Per effetto di quanto sopra, ad esempio, i figli legittimi ed equiparati (figli naturali, adottivi e figli del coniuge nati da precedenti matrimoni) degli uniti civilmente, avranno diritto ai trattamenti di cui sopra solo se figli del de cuius, secondo le normali regole di diritto, e non se figli del superstite perché non avranno acquisito, con il de cuius, alcun vincolo giuridicamente riconoscibile, anche se inseriti nell’ambito della famiglia costituita attraverso l’unione civile. Ciò anche per effetto della non applicabilità, per le unioni civili, della Legge n. 184/1983, che disciplina gli affidamenti e le adozioni.

In altri termini, i figli del superstite, poiché non potranno acquisire, con il de cuius, alcun vincolo giuridicamente riconosciuto, non potranno beneficiare delle prestazioni sopra citate, anche se inseriti

nell’ambito della famiglia costituita attraverso l’unione civile.

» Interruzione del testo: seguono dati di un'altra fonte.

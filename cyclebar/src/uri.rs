use std::fmt;
use std::path::{Path, PathBuf};

use crate::error::{BarrierError, Result};

const FILE_SCHEME: &str = "file://";

/// External name of a barrier.
///
/// A URI is a filesystem path naming the shared-memory backing file, with an
/// optional `file://` prefix. Every participant that resolves the same path
/// meets at the same barrier.
#[derive(Debug, Clone, PartialEq, Eq, Hash)]
pub struct BarrierUri {
    raw: String,
    path: PathBuf,
}

impl BarrierUri {
    pub fn parse(raw: &str) -> Result<Self> {
        let trimmed = raw.trim();
        let path = trimmed.strip_prefix(FILE_SCHEME).unwrap_or(trimmed);
        if path.is_empty() || path.ends_with('/') || path.contains('\0') {
            return Err(BarrierError::InvalidUri(raw.to_string()));
        }
        Ok(Self {
            raw: trimmed.to_string(),
            path: PathBuf::from(path),
        })
    }

    pub fn as_str(&self) -> &str {
        &self.raw
    }

    pub fn path(&self) -> &Path {
        &self.path
    }

    /// Private file a leader fills in before publishing it under `path`.
    pub(crate) fn staging_path(&self, pid: u32) -> PathBuf {
        let mut name = self
            .path
            .file_name()
            .map(|n| n.to_os_string())
            .unwrap_or_default();
        name.push(format!(".{}.staging", pid));
        self.path.with_file_name(name)
    }
}

impl fmt::Display for BarrierUri {
    fn fmt(&self, f: &mut fmt::Formatter<'_>) -> fmt::Result {
        f.write_str(&self.raw)
    }
}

Resta inteso che le prestazioni di cui sopra, fatta eccezione per l’Assegno Unico Universale per figli minori, non potranno essere riconosciute ai conviventi di fatto, per i quali continuano a trovare applicazione le norme di diritto comune.

In merito, invece, ai permessi per assistenza al portatore di handicap grave, e in particolare ai permessi ex art. 33, co. 3, della L. n. 104/1992 (3 giorni di permesso mensili retribuiti), e al congedo straordinario ex art. 42, co. 5, D.Lgs. n. 151/2001 (congedo non superiore a 2 anni), si registra la medesima diversità di trattamento: possono fruire di entrambe le misure gli uniti civilmente, solo dei permessi ex Legge n. 104/1992 i conviventi di fatto.

In merito al tema, si segnala tuttavia una duplice, apprezzabile, estensione applicativa per effetto della nostra giurisprudenza costituzionale (sentenza n. 213/2016) e della normativa antidiscriminatoria di origine comunitaria.

Da un lato, infatti, l’intervento della Corte Costituzionale ha esteso il diritto ai citati permessi ex Legge n. 104/1992 anche al convivente di fatto e, dall’altro, al fine di evitare comportamenti discriminatori in contrasto con il preminente diritto dell’Unione europea nei confronti della normativa nazionale, i permessi ex Legge 104 e i congedi straordinari sono riconosciuti anche a parenti e affini dell’unito civilmente.

Possono considerarsi, questi, due incoraggianti esempi degli auspicati interventi diretti ad estendere le tutele previdenziali (e non solo) alle diverse formazioni sociali tutelate dalla nostra Costituzione.